▶ _About this exercise_: From the listing below, reproduce word for word the part that opens with the line containing "followed by the" and closes with the line containing "pub type SqlProductRepository"; reproduce nothing else.

▶ _The input_:
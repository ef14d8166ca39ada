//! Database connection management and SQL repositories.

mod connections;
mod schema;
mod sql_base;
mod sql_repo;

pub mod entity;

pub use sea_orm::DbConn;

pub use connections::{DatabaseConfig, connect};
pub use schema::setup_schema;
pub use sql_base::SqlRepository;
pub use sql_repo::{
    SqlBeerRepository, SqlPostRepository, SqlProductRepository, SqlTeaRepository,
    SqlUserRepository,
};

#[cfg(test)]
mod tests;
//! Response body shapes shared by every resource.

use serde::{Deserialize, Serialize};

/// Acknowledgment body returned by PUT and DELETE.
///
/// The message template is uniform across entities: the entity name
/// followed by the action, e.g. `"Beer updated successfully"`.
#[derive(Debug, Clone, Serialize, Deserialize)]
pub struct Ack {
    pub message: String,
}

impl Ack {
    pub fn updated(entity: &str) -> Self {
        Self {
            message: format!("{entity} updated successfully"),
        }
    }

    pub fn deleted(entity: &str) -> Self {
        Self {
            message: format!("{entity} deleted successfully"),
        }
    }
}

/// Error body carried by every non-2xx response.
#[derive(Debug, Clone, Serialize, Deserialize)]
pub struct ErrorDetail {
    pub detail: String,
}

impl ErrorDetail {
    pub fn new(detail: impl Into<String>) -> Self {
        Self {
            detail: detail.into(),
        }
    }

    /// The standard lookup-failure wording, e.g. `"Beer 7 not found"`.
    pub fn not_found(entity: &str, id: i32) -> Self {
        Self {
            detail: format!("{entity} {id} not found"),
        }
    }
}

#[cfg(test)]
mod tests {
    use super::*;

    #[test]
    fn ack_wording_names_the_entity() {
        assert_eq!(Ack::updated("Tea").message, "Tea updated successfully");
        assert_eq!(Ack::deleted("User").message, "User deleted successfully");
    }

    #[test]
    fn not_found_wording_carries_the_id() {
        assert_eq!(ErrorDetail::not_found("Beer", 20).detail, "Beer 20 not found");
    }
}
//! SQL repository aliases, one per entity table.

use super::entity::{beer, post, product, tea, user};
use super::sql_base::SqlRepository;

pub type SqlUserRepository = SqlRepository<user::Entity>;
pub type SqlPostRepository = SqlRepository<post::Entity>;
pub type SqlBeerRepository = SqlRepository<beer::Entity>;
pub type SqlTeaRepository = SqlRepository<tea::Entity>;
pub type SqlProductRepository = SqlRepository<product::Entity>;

...

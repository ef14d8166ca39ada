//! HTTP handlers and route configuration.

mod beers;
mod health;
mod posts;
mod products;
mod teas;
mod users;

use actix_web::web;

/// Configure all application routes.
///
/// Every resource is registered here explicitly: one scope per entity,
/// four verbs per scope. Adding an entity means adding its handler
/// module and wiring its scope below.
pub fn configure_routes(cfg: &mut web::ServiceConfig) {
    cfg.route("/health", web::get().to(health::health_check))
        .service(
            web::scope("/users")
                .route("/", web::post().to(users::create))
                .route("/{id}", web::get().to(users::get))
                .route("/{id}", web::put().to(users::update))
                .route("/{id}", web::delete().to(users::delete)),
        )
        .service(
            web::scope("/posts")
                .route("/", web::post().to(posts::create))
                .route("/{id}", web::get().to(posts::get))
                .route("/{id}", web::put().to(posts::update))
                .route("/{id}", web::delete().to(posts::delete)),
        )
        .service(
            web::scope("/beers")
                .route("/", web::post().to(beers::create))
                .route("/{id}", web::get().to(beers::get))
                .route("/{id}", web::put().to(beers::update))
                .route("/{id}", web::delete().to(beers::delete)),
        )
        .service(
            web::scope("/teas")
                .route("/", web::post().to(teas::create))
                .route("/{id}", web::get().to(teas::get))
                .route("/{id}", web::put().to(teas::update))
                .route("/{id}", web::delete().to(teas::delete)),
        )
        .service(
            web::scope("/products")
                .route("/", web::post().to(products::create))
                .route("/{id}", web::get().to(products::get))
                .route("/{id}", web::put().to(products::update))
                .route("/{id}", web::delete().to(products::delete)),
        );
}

▶ _Written response_:
/// followed by the action, e.g. `"Beer updated successfully"`.
#[derive(Debug, Clone, Serialize, Deserialize)]
pub struct Ack {
    pub message: String,
}

impl Ack {
    pub fn updated(entity: &str) -> Self {
        Self {
            message: format!("{entity} updated successfully"),
        }
    }

    pub fn deleted(entity: &str) -> Self {
        Self {
            message: format!("{entity} deleted successfully"),
        }
    }
}

/// Error body carried by every non-2xx response.
#[derive(Debug, Clone, Serialize, Deserialize)]
pub struct ErrorDetail {
    pub detail: String,
}

impl ErrorDetail {
    pub fn new(detail: impl Into<String>) -> Self {
        Self {
            detail: detail.into(),
        }
    }

    /// The standard lookup-failure wording, e.g. `"Beer 7 not found"`.
    pub fn not_found(entity: &str, id: i32) -> Self {
        Self {
            detail: format!("{entity} {id} not found"),
        }
    }
}

#[cfg(test)]
mod tests {
    use super::*;

    #[test]
    fn ack_wording_names_the_entity() {
        assert_eq!(Ack::updated("Tea").message, "Tea updated successfully");
        assert_eq!(Ack::deleted("User").message, "User deleted successfully");
    }

    #[test]
    fn not_found_wording_carries_the_id() {
        assert_eq!(ErrorDetail::not_found("Beer", 20).detail, "Beer 20 not found");
    }
}
//! SQL repository aliases, one per entity table.

use super::entity::{beer, post, product, tea, user};
use super::sql_base::SqlRepository;

pub type SqlUserRepository = SqlRepository<user::Entity>;
pub type SqlPostRepository = SqlRepository<post::Entity>;
pub type SqlBeerRepository = SqlRepository<beer::Entity>;
pub type SqlTeaRepository = SqlRepository<tea::Entity>;
pub type SqlProductRepository = SqlRepository<product::Entity>;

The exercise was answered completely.